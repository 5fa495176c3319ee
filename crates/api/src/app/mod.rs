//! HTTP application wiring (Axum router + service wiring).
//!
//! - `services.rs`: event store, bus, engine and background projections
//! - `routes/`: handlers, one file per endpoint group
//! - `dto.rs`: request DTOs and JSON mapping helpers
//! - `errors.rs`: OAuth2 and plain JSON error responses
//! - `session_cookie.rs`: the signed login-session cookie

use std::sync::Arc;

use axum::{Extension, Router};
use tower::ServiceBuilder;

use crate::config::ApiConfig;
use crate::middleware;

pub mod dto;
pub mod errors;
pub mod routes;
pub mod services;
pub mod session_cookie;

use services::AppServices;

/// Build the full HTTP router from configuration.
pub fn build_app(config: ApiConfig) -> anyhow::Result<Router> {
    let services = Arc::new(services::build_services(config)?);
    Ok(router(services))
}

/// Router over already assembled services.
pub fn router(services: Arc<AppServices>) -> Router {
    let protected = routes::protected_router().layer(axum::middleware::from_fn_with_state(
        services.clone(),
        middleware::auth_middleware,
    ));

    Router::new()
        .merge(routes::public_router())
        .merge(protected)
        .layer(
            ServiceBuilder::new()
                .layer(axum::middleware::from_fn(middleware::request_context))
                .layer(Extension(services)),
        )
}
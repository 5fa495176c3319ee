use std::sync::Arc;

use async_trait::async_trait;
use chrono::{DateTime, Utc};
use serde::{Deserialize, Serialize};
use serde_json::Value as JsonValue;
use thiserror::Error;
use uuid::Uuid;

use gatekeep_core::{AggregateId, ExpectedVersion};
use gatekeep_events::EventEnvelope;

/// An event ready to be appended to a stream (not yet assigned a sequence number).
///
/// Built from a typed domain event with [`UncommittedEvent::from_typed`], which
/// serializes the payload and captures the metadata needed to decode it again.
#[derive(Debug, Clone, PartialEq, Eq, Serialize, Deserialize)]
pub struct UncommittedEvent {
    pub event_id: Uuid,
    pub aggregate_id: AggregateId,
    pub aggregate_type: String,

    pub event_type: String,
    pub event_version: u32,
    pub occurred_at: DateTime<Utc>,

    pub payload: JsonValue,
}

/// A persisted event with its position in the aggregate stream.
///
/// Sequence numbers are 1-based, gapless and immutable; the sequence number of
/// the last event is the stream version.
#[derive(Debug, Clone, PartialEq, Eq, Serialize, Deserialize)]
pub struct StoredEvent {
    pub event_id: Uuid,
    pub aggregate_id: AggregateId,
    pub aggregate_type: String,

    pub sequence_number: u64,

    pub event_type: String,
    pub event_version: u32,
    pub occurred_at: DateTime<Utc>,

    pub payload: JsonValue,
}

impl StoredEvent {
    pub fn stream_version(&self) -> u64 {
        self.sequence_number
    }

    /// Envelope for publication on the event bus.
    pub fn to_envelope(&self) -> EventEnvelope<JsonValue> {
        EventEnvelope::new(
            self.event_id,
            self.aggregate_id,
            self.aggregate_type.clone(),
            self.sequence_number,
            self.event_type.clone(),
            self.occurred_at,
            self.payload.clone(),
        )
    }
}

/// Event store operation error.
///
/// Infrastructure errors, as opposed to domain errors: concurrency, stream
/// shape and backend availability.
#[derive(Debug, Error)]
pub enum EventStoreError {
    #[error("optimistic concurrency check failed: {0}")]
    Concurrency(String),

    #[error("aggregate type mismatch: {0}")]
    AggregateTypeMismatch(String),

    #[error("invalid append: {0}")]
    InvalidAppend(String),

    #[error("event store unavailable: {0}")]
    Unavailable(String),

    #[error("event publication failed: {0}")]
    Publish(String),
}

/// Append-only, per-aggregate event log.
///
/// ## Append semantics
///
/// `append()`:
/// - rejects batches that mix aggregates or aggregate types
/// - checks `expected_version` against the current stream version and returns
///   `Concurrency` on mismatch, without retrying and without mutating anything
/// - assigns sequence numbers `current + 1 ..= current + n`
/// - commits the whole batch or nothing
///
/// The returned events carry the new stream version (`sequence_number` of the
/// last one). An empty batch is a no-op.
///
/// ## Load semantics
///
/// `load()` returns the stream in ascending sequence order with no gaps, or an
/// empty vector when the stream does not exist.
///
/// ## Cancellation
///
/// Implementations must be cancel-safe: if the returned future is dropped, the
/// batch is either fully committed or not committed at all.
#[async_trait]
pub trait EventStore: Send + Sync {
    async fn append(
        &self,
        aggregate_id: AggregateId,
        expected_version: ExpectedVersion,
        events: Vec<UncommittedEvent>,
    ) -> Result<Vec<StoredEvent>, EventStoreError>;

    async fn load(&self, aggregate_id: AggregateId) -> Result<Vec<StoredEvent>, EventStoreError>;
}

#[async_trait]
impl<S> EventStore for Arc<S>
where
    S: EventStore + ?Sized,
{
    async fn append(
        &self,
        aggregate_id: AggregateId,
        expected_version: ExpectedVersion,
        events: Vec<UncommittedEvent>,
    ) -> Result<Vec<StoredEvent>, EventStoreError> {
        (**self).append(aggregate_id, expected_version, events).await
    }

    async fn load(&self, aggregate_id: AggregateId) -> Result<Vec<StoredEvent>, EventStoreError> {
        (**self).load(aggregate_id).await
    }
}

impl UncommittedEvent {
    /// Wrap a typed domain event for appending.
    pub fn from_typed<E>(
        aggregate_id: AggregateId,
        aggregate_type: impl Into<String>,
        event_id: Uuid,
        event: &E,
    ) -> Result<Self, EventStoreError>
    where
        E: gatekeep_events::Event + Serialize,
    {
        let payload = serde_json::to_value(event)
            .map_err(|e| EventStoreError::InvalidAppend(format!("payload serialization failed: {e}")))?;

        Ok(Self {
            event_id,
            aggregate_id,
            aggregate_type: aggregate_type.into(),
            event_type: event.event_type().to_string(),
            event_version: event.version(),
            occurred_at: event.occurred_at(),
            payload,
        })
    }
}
********
### PROBLEM
Write out every line from the entries where "middleware" appears.

### RESULT OF THIS EXERCISE
use crate::middleware;
    let protected = routes::protected_router().layer(axum::middleware::from_fn_with_state(
        middleware::auth_middleware,
                .layer(axum::middleware::from_fn(middleware::request_context))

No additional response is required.